THE PROBLEM: Can you restate the lines of the entries below, word for word, from the first one through the line that includes "pub enum EngineError"?

EXERCISE DATA:
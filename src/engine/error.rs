use thiserror::Error;

/// Host misuse of a grading session. Data conditions such as missing joints
/// are never reported through this type.
#[derive(Debug, Error, Clone, PartialEq, Eq)]
pub enum EngineError {
    #[error("session has not been started")]
    NotStarted,
    #[error("session is finished; reset or start a new attempt")]
    SessionFinished,
    #[error("session is already active")]
    AlreadyActive,
    #[error("unknown exercise '{0}'")]
    UnknownExercise(String),
}
use std::fmt;

use serde::{Deserialize, Serialize};
use thiserror::Error;

use crate::scoring::table::{Gender, ScoreBracket, ScoreEvent, ScoreTable};

const ENABLE_LOGS: bool = true;

use crate::log_warn;

#[derive(Debug, Error, PartialEq, Eq)]
pub enum ScoreError {
    #[error("score table {version} has no brackets for {event}")]
    NoBracket { event: ScoreEvent, version: String },
}

/// Non-fatal adjustment made to produce a score.
#[derive(Debug, Clone, PartialEq, Eq, Serialize, Deserialize)]
#[serde(tag = "kind", rename_all = "camelCase")]
pub enum ScoreWarning {
    #[serde(rename_all = "camelCase")]
    AgeClamped { requested: u32, age_min: u32, age_max: u32 },
    #[serde(rename_all = "camelCase")]
    GenderFallback { requested: Gender, used: Gender },
}

impl fmt::Display for ScoreWarning {
    fn fmt(&self, f: &mut fmt::Formatter<'_>) -> fmt::Result {
        match self {
            ScoreWarning::AgeClamped { requested, age_min, age_max } => write!(
                f,
                "age {requested} is outside the chart, scored with the {age_min}-{age_max} bracket"
            ),
            ScoreWarning::GenderFallback { requested, used } => {
                write!(f, "no {requested} chart for this event, scored with the {used} chart")
            }
        }
    }
}

#[derive(Debug, Clone, PartialEq, Eq, Serialize, Deserialize)]
#[serde(rename_all = "camelCase")]
pub struct ScoreOutcome {
    pub event: ScoreEvent,
    /// Reps, or elapsed seconds for timed events.
    pub value: u32,
    pub score: u32,
    pub table_version: String,
    pub warnings: Vec<ScoreWarning>,
}

impl ScoreTable {
    /// Standardized score for a raw result. Out-of-chart ages and missing
    /// gender columns still score, with a warning attached.
    pub fn lookup(
        &self,
        event: ScoreEvent,
        age: u32,
        gender: Gender,
        value: u32,
    ) -> Result<ScoreOutcome, ScoreError> {
        let mut warnings = Vec::new();

        let same_gender: Vec<&ScoreBracket> =
            self.brackets_for(event).filter(|b| b.gender == gender).collect();
        let candidates = if same_gender.is_empty() {
            self.brackets_for(event).collect()
        } else {
            same_gender
        };

        let bracket = candidates
            .iter()
            .copied()
            .min_by_key(|b| b.age_distance(age))
            .ok_or_else(|| ScoreError::NoBracket {
                event,
                version: self.version.clone(),
            })?;

        if bracket.gender != gender {
            warnings.push(ScoreWarning::GenderFallback {
                requested: gender,
                used: bracket.gender,
            });
        }
        if !bracket.contains_age(age) {
            warnings.push(ScoreWarning::AgeClamped {
                requested: age,
                age_min: bracket.age_min,
                age_max: bracket.age_max,
            });
        }
        for warning in &warnings {
            log_warn!("[scoring] {}: {}", event, warning);
        }

        Ok(ScoreOutcome {
            event,
            value,
            score: bracket.points_for(value),
            table_version: self.version.clone(),
            warnings,
        })
    }
}

#[cfg(test)]
mod tests {
    use super::*;

    fn table() -> ScoreTable {
        ScoreTable::builtin().unwrap()
    }

    #[test]
    fn in_bracket_lookup_has_no_warnings() {
        let outcome = table().lookup(ScoreEvent::Pushup, 19, Gender::Male, 42).unwrap();
        assert_eq!(outcome.score, 62);
        assert!(outcome.warnings.is_empty());
    }

    #[test]
    fn out_of_range_age_clamps_to_nearest_bracket() {
        let outcome = table().lookup(ScoreEvent::Situp, 35, Gender::Male, 78).unwrap();
        assert_eq!(outcome.score, 100);
        assert_eq!(
            outcome.warnings,
            vec![ScoreWarning::AgeClamped { requested: 35, age_min: 17, age_max: 21 }]
        );
    }

    #[test]
    fn missing_gender_falls_back() {
        let outcome = table().lookup(ScoreEvent::Pullup, 20, Gender::Female, 10).unwrap();
        assert_eq!(outcome.score, 40);
        assert_eq!(
            outcome.warnings,
            vec![ScoreWarning::GenderFallback { requested: Gender::Female, used: Gender::Male }]
        );
    }

    #[test]
    fn picks_the_matching_bracket_among_several() {
        let json = r#"{"version":"multi","brackets":[
            {"event":"pushup","ageMin":17,"ageMax":21,"gender":"male","points":[[0,0],[10,50]]},
            {"event":"pushup","ageMin":22,"ageMax":26,"gender":"male","points":[[0,0],[10,60]]},
            {"event":"pushup","ageMin":17,"ageMax":21,"gender":"female","points":[[0,0],[10,70]]}]}"#;
        let table = ScoreTable::from_json(json).unwrap();

        assert_eq!(table.lookup(ScoreEvent::Pushup, 24, Gender::Male, 10).unwrap().score, 60);
        assert_eq!(table.lookup(ScoreEvent::Pushup, 18, Gender::Female, 10).unwrap().score, 70);

        let older = table.lookup(ScoreEvent::Pushup, 40, Gender::Male, 10).unwrap();
        assert_eq!(older.score, 60);
        assert_eq!(older.warnings.len(), 1);
    }

    #[test]
    fn event_without_brackets_is_an_error() {
        let json = r#"{"version":"partial","brackets":[
            {"event":"pushup","ageMin":17,"ageMax":21,"gender":"male","points":[[0,0]]}]}"#;
        let table = ScoreTable::from_json(json).unwrap();
        assert!(matches!(
            table.lookup(ScoreEvent::TwoMileRun, 20, Gender::Male, 900),
            Err(ScoreError::NoBracket { .. })
        ));
    }
}
use serde::{Deserialize, Serialize};

use crate::exercise::Position;

/// Run of consecutive frames that classified the same way.
///
/// A position reaches the rep counter only once it has held for the
/// configured number of frames, so a single noisy frame cannot flip the
/// latched phase.
#[derive(Debug, Clone, Copy, PartialEq, Eq, Default, Serialize, Deserialize)]
#[serde(rename_all = "camelCase")]
pub struct PositionStreak {
    candidate: Option<Position>,
    frames: u32,
}

impl PositionStreak {
    /// Record one classified frame. Returns the position once it has been
    /// seen on at least `required` consecutive frames.
    pub fn observe(&mut self, position: Position, required: u32) -> Option<Position> {
        if self.candidate == Some(position) {
            self.frames = self.frames.saturating_add(1);
        } else {
            self.candidate = Some(position);
            self.frames = 1;
        }
        (self.frames >= required.max(1)).then_some(position)
    }

    pub fn frames(&self) -> u32 {
        self.frames
    }
}
use serde::{Deserialize, Serialize};

use crate::calibration::CalibrationProfile;
use crate::config::GradingConfig;
use crate::exercise::{ExerciseKind, Position};
use crate::pose::PoseFrame;

/// Identifier of a form fault, reported alongside its coaching message.
#[derive(Debug, Clone, Copy, PartialEq, Eq, Hash, Serialize, Deserialize)]
#[serde(rename_all = "camelCase")]
pub enum FaultKind {
    HipsSagging,
    HipsPiked,
    ElbowsFlared,
    HandsTooWide,
    ShouldersUneven,
    ArmsUneven,
    Pausing,
    KneesTooStraight,
    HandsOffHead,
    HipsLifting,
    ChinBelowBar,
    Swinging,
    Kipping,
}

/// Everything a rule may look at for the current frame.
pub struct RuleContext<'a> {
    pub frame: &'a PoseFrame,
    pub profile: &'a CalibrationProfile,
    pub config: &'a GradingConfig,
    /// Position class of this frame; `None` when the primary metric is missing.
    pub position: Option<Position>,
    /// Time spent in the current latched phase.
    pub held_ms: Option<i64>,
}

/// Returns `Some(true)` when the fault is present, `Some(false)` when the
/// form is fine, `None` when the joints it needs are not visible.
pub type RuleCheck = fn(&RuleContext) -> Option<bool>;

#[derive(Clone, Copy)]
pub struct FormRule {
    pub fault: FaultKind,
    pub penalty: u32,
    pub message: &'static str,
    pub check: RuleCheck,
}

#[derive(Debug, Clone, PartialEq, Default)]
pub struct FormEvaluation {
    pub faults: Vec<FaultKind>,
    pub messages: Vec<String>,
    /// Largest single penalty among triggered rules.
    pub penalty: u32,
    /// Rules whose joints were visible this frame.
    pub evaluated: usize,
}

impl FormEvaluation {
    pub fn is_clean(&self) -> bool {
        self.faults.is_empty()
    }

    pub fn frame_score(&self) -> f64 {
        100.0 - f64::from(self.penalty.min(100))
    }
}

pub fn rules_for(kind: ExerciseKind) -> &'static [FormRule] {
    match kind {
        ExerciseKind::Pushup => crate::form::pushup::RULES,
        ExerciseKind::Situp => crate::form::situp::RULES,
        ExerciseKind::Pullup => crate::form::pullup::RULES,
    }
}

/// Run every rule in order. Penalties do not add up: the worst one wins.
pub fn evaluate(rules: &[FormRule], ctx: &RuleContext) -> FormEvaluation {
    let mut evaluation = FormEvaluation::default();

    for rule in rules {
        let Some(triggered) = (rule.check)(ctx) else {
            continue;
        };
        evaluation.evaluated += 1;
        if triggered {
            evaluation.faults.push(rule.fault);
            evaluation.messages.push(rule.message.to_string());
            evaluation.penalty = evaluation.penalty.max(rule.penalty);
        }
    }

    evaluation
}

/// Shared rule: the user stayed in one phase for too long.
pub fn check_pausing(ctx: &RuleContext) -> Option<bool> {
    let held = ctx.held_ms?;
    Some(held > i64::try_from(ctx.config.pause_threshold_ms).unwrap_or(i64::MAX))
}

#[cfg(test)]
mod tests {
    use super::*;
    use crate::calibration::CalibrationProfile;
    use chrono::Utc;

    fn always(_: &RuleContext) -> Option<bool> {
        Some(true)
    }

    fn never(_: &RuleContext) -> Option<bool> {
        Some(false)
    }

    fn blind(_: &RuleContext) -> Option<bool> {
        None
    }

    const RULES: &[FormRule] = &[
        FormRule { fault: FaultKind::HipsSagging, penalty: 20, message: "first", check: always },
        FormRule { fault: FaultKind::ArmsUneven, penalty: 10, message: "second", check: always },
        FormRule { fault: FaultKind::Pausing, penalty: 50, message: "skipped", check: blind },
        FormRule { fault: FaultKind::Kipping, penalty: 40, message: "clean", check: never },
    ];

    #[test]
    fn worst_penalty_wins_and_messages_keep_order() {
        let config = GradingConfig::default();
        let profile = CalibrationProfile::defaults(ExerciseKind::Pushup, config.thresholds(ExerciseKind::Pushup));
        let frame = PoseFrame::builder(Utc::now()).build();
        let ctx = RuleContext {
            frame: &frame,
            profile: &profile,
            config: &config,
            position: None,
            held_ms: None,
        };

        let eval = evaluate(RULES, &ctx);
        assert_eq!(eval.messages, vec!["first".to_string(), "second".to_string()]);
        assert_eq!(eval.faults, vec![FaultKind::HipsSagging, FaultKind::ArmsUneven]);
        assert_eq!(eval.penalty, 20);
        assert_eq!(eval.evaluated, 3);
        assert_eq!(eval.frame_score(), 80.0);
    }

    #[test]
    fn huge_pause_threshold_never_flags_a_hold() {
        let mut config = GradingConfig::default();
        config.pause_threshold_ms = u64::MAX;
        let profile = CalibrationProfile::defaults(ExerciseKind::Pushup, config.thresholds(ExerciseKind::Pushup));
        let frame = PoseFrame::builder(Utc::now()).build();
        let mut ctx = RuleContext {
            frame: &frame,
            profile: &profile,
            config: &config,
            position: Some(Position::Up),
            held_ms: Some(i64::MAX),
        };
        assert_eq!(check_pausing(&ctx), Some(false));

        ctx.held_ms = Some(0);
        assert_eq!(check_pausing(&ctx), Some(false));
    }
}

SOLUTION:
filename src/engine/error.rs
use thiserror::Error;

/// Host misuse of a grading session. Data conditions such as missing joints
/// are never reported through this type.
#[derive(Debug, Error, Clone, PartialEq, Eq)]
pub enum EngineError {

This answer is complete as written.